Double or Nothing You Don't Pass Muster, Bet the Experts

INDINGS IN A landmark study of Worthiness conducted by the National Institutes of Health reveal that the vast majority of Americans really don't deserve health care, even if they are currently receiving it through their employer's benefit plan.

Lead investigator Dr. William Jameson III summarized the findings for a group of reporters gathered at NIH headquarters in Bethesda, Maryland.

"What we discovered," began Dr. Jameson, "is that most of our subjects scored well below the mean on almost all of our Worthiness scales."

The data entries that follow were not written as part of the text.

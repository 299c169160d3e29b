//! Identifier newtypes

use serde::Deserialize;
use serde::Serialize;

macro_rules! string_id {
    ($(#[$meta:meta])* $name:ident) => {
        $(#[$meta])*
        #[derive(Debug, Clone, PartialEq, Eq, PartialOrd, Ord, Hash, Serialize, Deserialize)]
        #[serde(transparent)]
        pub struct $name(String);

        impl $name {
            /// Wraps a raw identifier.
            pub fn new(id: impl Into<String>) -> Self {
                Self(id.into())
            }

            /// Returns the identifier as a string slice.
            pub fn as_str(&self) -> &str {
                &self.0
            }
        }

        impl AsRef<str> for $name {
            fn as_ref(&self) -> &str {
                &self.0
            }
        }

        impl From<&str> for $name {
            fn from(id: &str) -> Self {
                Self(id.to_string())
            }
        }

        impl From<String> for $name {
            fn from(id: String) -> Self {
                Self(id)
            }
        }

        impl std::fmt::Display for $name {
            fn fmt(&self, f: &mut std::fmt::Formatter<'_>) -> std::fmt::Result {
                f.write_str(&self.0)
            }
        }
    };
}

string_id!(
    /// Identifier of the signed-in user who owns a set of lists.
    UserId
);

string_id!(
    /// Backend-assigned identifier of a list.
    ListId
);

string_id!(
    /// Backend-assigned identifier of an item, stable once assigned.
    ItemId
);
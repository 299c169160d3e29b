//! A single item row with its concealed actions.

use bucketlist_lib::format::{format_budget, format_date, format_status, DateMode};
use bucketlist_lib::model::Item;
use crossterm::style::Color;

use super::{Line, Span, Style, DANGER_BG, ROW_BG, ROW_SELECTED_BG};
use crate::screen::{Revealed, RowAction};

fn action_button(label: &str, action: RowAction, revealed: Revealed, base: Style) -> Span {
    let style = match action {
        RowAction::Edit => base.fg(Color::White).bg(Color::DarkBlue),
        RowAction::Delete => base.fg(Color::White).bg(DANGER_BG),
    };
    let style = if revealed.focus == action {
        style.bold().reverse()
    } else {
        style
    };
    Span::styled(format!(" {label} "), style)
}

/// Two lines: name and date, then status and budget.
///
/// A revealed row shows its edit and delete buttons in place of the right
/// column.
pub fn item_row(item: &Item, selected: bool, revealed: Option<Revealed>, width: usize) -> Vec<Line> {
    let bg = if selected { ROW_SELECTED_BG } else { ROW_BG };
    let base = Style::default().fg(Color::Black).bg(bg);
    let marker = Span::styled(if selected { "▌" } else { " " }, base);

    let title = Span::styled(item.name.clone(), base.bold().italic());
    let status = Span::styled(format!("Status: {}", format_status(item.status)), base);

    let (top_right, bottom_right) = match revealed {
        Some(revealed) => (
            vec![
                action_button("Edit", RowAction::Edit, revealed, base),
                Span::styled(" ", base),
                action_button("Delete", RowAction::Delete, revealed, base),
                Span::styled(" ", base),
            ],
            vec![Span::styled("← conceal ", base.dim())],
        ),
        None => (
            vec![Span::styled(
                format!("{} ", format_date(item.date, DateMode::Date)),
                base,
            )],
            vec![Span::styled(
                format!("Budget: {} ", format_budget(item.budget)),
                base,
            )],
        ),
    };

    vec![
        Line::split(vec![marker.clone(), title], top_right, width, base).fill(bg),
        Line::split(vec![marker, status], bottom_right, width, base).fill(bg),
    ]
}
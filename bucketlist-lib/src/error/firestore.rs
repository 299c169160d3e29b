//! Firestore error body

use serde::Deserialize;

/// Structured error returned by the Firestore REST API.
///
/// The wire shape is `{"error": {"code": 404, "message": "...", "status": "NOT_FOUND"}}`.
#[derive(Debug, Clone, PartialEq, Eq, Deserialize)]
pub struct FirestoreErrorDetail {
    /// Numeric HTTP-equivalent code.
    pub code: u16,
    /// Human-readable error message.
    pub message: String,
    /// Canonical status name, e.g. `PERMISSION_DENIED`.
    #[serde(default)]
    pub status: String,
}

#[derive(Deserialize)]
struct Envelope {
    error: FirestoreErrorDetail,
}

impl FirestoreErrorDetail {
    /// Decodes an error envelope, returning `None` when the body has another shape.
    pub fn from_body(body: &str) -> Option<Self> {
        serde_json::from_str::<Envelope>(body).ok().map(|e| e.error)
    }
}

impl std::fmt::Display for FirestoreErrorDetail {
    fn fmt(&self, f: &mut std::fmt::Formatter<'_>) -> std::fmt::Result {
        write!(f, "[{}] {}", self.status, self.message)
    }
}

#[cfg(test)]
mod tests {
    use super::*;

    #[test]
    fn test_decode_envelope() {
        let body = r#"{"error":{"code":403,"message":"Missing or insufficient permissions.","status":"PERMISSION_DENIED"}}"#;
        let detail = FirestoreErrorDetail::from_body(body).unwrap();
        assert_eq!(detail.code, 403);
        assert_eq!(detail.status, "PERMISSION_DENIED");
        assert_eq!(
            detail.to_string(),
            "[PERMISSION_DENIED] Missing or insufficient permissions."
        );
    }

    #[test]
    fn test_plain_body_is_not_an_envelope() {
        assert!(FirestoreErrorDetail::from_body("Service Unavailable").is_none());
    }
}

"Subjects were measured on the following attributes: height, facial attractiveness, physical fitness, what we call 'vocal pleasure'—that is, do you sound like a radio announcer or Roseann Barr—wittiness, and, naturally, fashion sense."

Dr. Jameson continued, "Our investigators found that 73% of our subjects scored low enough to place them squarely into at least one of the four most common classifications of Unworthiness: Fat, Ugly, Short, and Dull as a Butter Knife. Another 31% were less disgustingly unworthy, but no more worthy on the whole. They expressed deficiencies such as minor acne, not quite the brightest smile—for which there is no excuse, given the products on the market today—and a preference for the lesser sports, such as broomball and spelunking."

When a reporter at the news conference asked Dr. Jameson why his study percentages added up to 104, the scientist replied that the results were "so robust that they blew the lid off 100%."

Added Dr. Jameson, "Our findings render academic the question of health-care availability as a moral issue. We hope to put the so-called health-care crisis into its proper context. That is, have most of you looked in the mirror lately?"

"Quite so," concurred Dr. Elizabeth Raines, co-author of the study, and one of the women featured in this month's Playboy pictorial, "Doctors We'd Love to Examine."

"We even eliminated a near-babe from consideration," noted Dr. Raines, "when she answered 'Not Sure' to the question, 'If you are female, would you consider breast implants to improve your appearance?' She also kind of snorted when she giggled. Poor thing."